The value of MCP on Hyphen is not that it introduces another way to call an API.

Healthcare already has plenty of ways to call APIs.

The value is that MCP builds on the platform foundation customers already create in Hyphen. When customers bring their data into Hyphen, they should not have to repeat that work for every new product, partner, or AI use case.

They can ingest their data once and use it in multiple ways:

  • Activate and use Hyphen products
  • Expose APIs for trusted partners
  • Create MCP tools on top of those APIs
  • Make the same underlying data and workflows available to agents

That matters for several reasons.

Faster Agent Enablement

Teams can expose existing Hyphen APIs as MCP tools instead of building a new integration layer for every AI use case.

Cleaner Partner Integration

Partners can consume an MCP URL and use approved platform capabilities without manually wiring every endpoint.

Better Governance

Credentials, schemas, access patterns, and operational controls stay managed at the platform layer.

Reusable Healthcare Capabilities

The same underlying data and APIs can support Hyphen products, partner integrations, MCP servers, agents, and future workflows.

A Foundation for Agentic Workflows

Once APIs are exposed as MCP tools, agents can do more than answer questions. They can take action across eligibility, care management, authorization, clinical review, and other healthcare workflows.

What to Be Thoughtful About

MCP makes APIs easier for agents to call.
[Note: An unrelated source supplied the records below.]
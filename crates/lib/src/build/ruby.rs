//! Ruby packaging: step sources plus gems vendored by Bundler.

use std::path::{Path, PathBuf};

use async_trait::async_trait;
use tracing::info;

use super::types::{BuildError, RouterBuildResult, StepBuilder, route_entries, run_blocking};
use crate::archive::{ArchiveResult, ArchiveSource, Archiver};
use crate::config::BuildConfig;
use crate::step::{BuildStepConfig, Language};
use crate::templates::{IMPORTS_MARKER, ROUTER_PATHS_MARKER, RUBY_ROUTER, render_template};

pub const VENDOR_DIR: &str = "vendor/bundle";
pub const ROUTER_ENTRYPOINT: &str = "router.rb";
const GEMFILES: [&str; 2] = ["Gemfile", "Gemfile.lock"];

#[derive(Debug, Default, Clone, Copy)]
pub struct RubyBuilder;

impl RubyBuilder {
  pub fn new() -> Self {
    Self
  }
}

/// Vendored gems and Gemfiles shared by every Ruby bundle.
fn append_dependencies(archiver: &mut Archiver, project_dir: &Path) -> Result<(), BuildError> {
  archiver.append_directory(&project_dir.join(VENDOR_DIR), VENDOR_DIR)?;
  for name in GEMFILES {
    let path = project_dir.join(name);
    if path.is_file() {
      archiver.append(ArchiveSource::File(path), name)?;
    }
  }
  Ok(())
}

/// Ruby string literal for `value`.
fn rb_string(value: &str) -> String {
  format!("\"{}\"", value.replace('\\', "\\\\").replace('"', "\\\""))
}

#[async_trait]
impl StepBuilder for RubyBuilder {
  async fn build(&self, config: &BuildConfig, step: &BuildStepConfig) -> Result<ArchiveResult, BuildError> {
    info!(step = %step.name(), "building ruby step");

    let output = config.dist_dir.join(&step.bundle_path);
    let project_dir = config.project_dir.clone();
    let source = step.file_path.clone();
    let entrypoint = step.entrypoint_path.clone();

    run_blocking(move || {
      let mut archiver = Archiver::create(output)?;
      archiver.append(ArchiveSource::File(source), &entrypoint)?;
      append_dependencies(&mut archiver, &project_dir)?;
      Ok(archiver.finalize()?)
    })
    .await
  }

  async fn build_api_steps(
    &self,
    config: &BuildConfig,
    steps: &[BuildStepConfig],
  ) -> Result<RouterBuildResult, BuildError> {
    info!(steps = steps.len(), "building ruby router");

    let routes = route_entries(steps)?;
    let mut imports = Vec::with_capacity(steps.len());
    let mut router_paths = Vec::with_capacity(steps.len());
    for (index, (step, route)) in steps.iter().zip(&routes).enumerate() {
      imports.push(format!("STEP_{index} = load_step({})", rb_string(&step.entrypoint_path)));
      router_paths.push(format!("{} => STEP_{index},", rb_string(&route.key())));
    }
    let router = render_template(
      RUBY_ROUTER,
      &[(IMPORTS_MARKER, imports), (ROUTER_PATHS_MARKER, router_paths)],
    );

    let sources: Vec<(PathBuf, String)> = steps
      .iter()
      .map(|step| (step.file_path.clone(), step.entrypoint_path.clone()))
      .collect();
    let project_dir = config.project_dir.clone();
    let bundle_path = Language::Ruby.router_bundle_path();
    let output = config.dist_dir.join(&bundle_path);

    let archive = run_blocking(move || {
      let mut archiver = Archiver::create(output)?;
      archiver.append(router, ROUTER_ENTRYPOINT)?;
      for (path, archive_path) in sources {
        archiver.append(ArchiveSource::File(path), &archive_path)?;
      }
      append_dependencies(&mut archiver, &project_dir)?;
      Ok(archiver.finalize()?)
    })
    .await?;

    Ok(RouterBuildResult {
      language: Language::Ruby,
      bundle_path,
      entrypoint_path: ROUTER_ENTRYPOINT.to_string(),
      routes,
      archive,
    })
  }
}
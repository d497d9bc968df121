//! End-to-end tests for the build engine.

mod build_tests;
mod common;
mod validation_tests;
//! Transposition table for caching search results.
//!
//! Maps a Zobrist hash to the score, depth and bound type of a previous
//! search of that position. Always-replace: a store overwrites whatever
//! the slot held. Entries are advisory; a miss only costs time.

use std::collections::HashMap;

#[derive(Clone, Copy, Debug, PartialEq, Eq)]
pub enum BoundType {
    Exact,      // Score is the exact value
    LowerBound, // Score is at least this value (failed high - score >= beta)
    UpperBound, // Score is at most this value (failed low - score <= alpha)
}

#[derive(Clone, Copy, Debug, PartialEq)]
pub struct TTEntry {
    pub score: f64,
    pub depth: u32,
    pub bound_type: BoundType,
}

#[derive(Clone, Debug, Default)]
pub struct TranspositionTable {
    entries: HashMap<u64, TTEntry>,
}

impl TranspositionTable {
    #[must_use]
    pub fn new() -> Self {
        Self::default()
    }

    #[must_use]
    pub fn probe(&self, hash: u64) -> Option<TTEntry> {
        self.entries.get(&hash).copied()
    }

    pub fn store(&mut self, hash: u64, depth: u32, score: f64, bound_type: BoundType) {
        self.entries.insert(
            hash,
            TTEntry {
                score,
                depth,
                bound_type,
            },
        );
    }

    pub fn clear(&mut self) {
        self.entries.clear();
    }

    #[must_use]
    pub fn len(&self) -> usize {
        self.entries.len()
    }

    #[must_use]
    pub fn is_empty(&self) -> bool {
        self.entries.is_empty()
    }
}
That also means teams need to be intentional about what they expose.

Not every API should become an MCP tool.

Good MCP tools should map to meaningful healthcare actions. For example:

Check eligibility
Find a patient
Retrieve care gaps
Submit documentation
Start an authorization workflow
They should not simply expose every internal endpoint and also avoid vague schemas.

Finally, MCP tools should be designed for real-world failure.

Eligibility checks can return no match, multiple matches, inactive coverage, or downstream errors. Those outcomes should be explicit in the response so the agent does not confuse “not eligible” with “system unavailable.”


Closing Thoughts

MCP on Hyphen is a natural next step in making healthcare data and workflows agent-ready.

Once data is connected to the platform and made available through trusted APIs, teams can expose those same capabilities as MCP tools without starting a new integration effort each time.

That matters because agentic AI in healthcare will only be useful if agents can work with reliable data, governed access, and real operational workflows.

Hyphen helps create that foundation.

The goal is simple: make it easier for healthcare organizations to move from connected data to usable AI workflows, without turning every new agent experience into a custom engineering project.